WORK TO COMPLETE:
Copy out all lines from the material that contain the string "else".

MATERIAL PROVIDED:
______

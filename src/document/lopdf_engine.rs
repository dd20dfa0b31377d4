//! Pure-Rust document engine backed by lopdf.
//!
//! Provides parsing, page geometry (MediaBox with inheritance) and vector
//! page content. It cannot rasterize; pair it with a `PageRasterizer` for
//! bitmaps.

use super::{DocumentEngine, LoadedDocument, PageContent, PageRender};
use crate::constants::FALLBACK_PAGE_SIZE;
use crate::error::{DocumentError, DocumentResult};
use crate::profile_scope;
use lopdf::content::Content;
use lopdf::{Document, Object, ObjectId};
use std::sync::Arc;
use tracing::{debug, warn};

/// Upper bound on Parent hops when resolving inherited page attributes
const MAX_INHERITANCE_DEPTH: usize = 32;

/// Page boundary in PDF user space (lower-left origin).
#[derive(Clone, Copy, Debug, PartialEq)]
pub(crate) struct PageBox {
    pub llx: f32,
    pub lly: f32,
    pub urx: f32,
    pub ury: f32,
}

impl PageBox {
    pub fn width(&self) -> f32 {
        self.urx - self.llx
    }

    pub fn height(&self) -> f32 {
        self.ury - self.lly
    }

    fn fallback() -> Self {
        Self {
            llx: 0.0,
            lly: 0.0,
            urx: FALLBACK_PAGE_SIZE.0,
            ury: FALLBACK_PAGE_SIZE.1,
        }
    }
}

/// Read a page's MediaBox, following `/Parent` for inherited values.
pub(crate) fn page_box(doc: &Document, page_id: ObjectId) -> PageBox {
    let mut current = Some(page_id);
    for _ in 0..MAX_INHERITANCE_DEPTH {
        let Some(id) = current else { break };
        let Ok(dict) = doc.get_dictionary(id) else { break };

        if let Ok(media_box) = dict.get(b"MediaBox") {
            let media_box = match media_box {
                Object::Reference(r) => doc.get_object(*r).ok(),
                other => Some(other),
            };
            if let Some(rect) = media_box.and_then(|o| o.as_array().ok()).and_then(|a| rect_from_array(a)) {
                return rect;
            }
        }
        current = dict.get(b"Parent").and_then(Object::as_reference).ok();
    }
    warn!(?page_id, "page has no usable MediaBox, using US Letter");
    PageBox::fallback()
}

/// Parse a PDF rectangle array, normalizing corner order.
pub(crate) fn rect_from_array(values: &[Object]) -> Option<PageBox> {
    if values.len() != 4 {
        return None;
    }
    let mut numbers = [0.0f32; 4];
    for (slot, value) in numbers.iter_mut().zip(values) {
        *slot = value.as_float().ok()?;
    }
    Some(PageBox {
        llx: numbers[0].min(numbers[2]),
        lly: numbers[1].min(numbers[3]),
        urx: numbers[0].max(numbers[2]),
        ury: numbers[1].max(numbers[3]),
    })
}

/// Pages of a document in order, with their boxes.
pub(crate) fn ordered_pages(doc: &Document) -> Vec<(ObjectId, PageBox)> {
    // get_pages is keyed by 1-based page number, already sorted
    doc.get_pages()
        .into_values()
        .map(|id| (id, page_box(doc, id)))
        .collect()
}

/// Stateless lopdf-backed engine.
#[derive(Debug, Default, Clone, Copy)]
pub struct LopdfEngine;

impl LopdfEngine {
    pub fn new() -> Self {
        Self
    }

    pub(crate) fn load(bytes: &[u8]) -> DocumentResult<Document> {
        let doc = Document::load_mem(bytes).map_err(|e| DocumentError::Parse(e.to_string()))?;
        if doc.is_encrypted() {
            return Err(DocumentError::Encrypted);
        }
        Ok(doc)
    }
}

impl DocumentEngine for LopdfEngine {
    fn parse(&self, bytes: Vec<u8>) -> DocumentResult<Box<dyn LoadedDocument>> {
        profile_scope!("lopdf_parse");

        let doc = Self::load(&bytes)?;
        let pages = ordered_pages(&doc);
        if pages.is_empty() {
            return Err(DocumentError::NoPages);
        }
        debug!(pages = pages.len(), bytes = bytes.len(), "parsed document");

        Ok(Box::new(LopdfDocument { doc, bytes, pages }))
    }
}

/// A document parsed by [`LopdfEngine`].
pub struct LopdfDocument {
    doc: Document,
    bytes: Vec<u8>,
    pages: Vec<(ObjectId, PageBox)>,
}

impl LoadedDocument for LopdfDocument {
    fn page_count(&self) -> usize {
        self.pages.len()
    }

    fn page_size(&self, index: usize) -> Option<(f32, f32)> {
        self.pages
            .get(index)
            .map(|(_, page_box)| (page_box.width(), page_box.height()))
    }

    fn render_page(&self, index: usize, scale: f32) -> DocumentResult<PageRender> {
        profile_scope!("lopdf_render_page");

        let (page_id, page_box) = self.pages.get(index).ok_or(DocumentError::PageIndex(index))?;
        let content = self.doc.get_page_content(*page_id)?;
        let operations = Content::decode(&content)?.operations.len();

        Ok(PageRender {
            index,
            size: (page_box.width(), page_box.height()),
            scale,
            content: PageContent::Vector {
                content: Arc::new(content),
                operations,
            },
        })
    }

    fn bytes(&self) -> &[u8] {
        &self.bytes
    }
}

______

EXERCISE RESPONSE:
        let Some(id) = current else { break };
        let Ok(dict) = doc.get_dictionary(id) else { break };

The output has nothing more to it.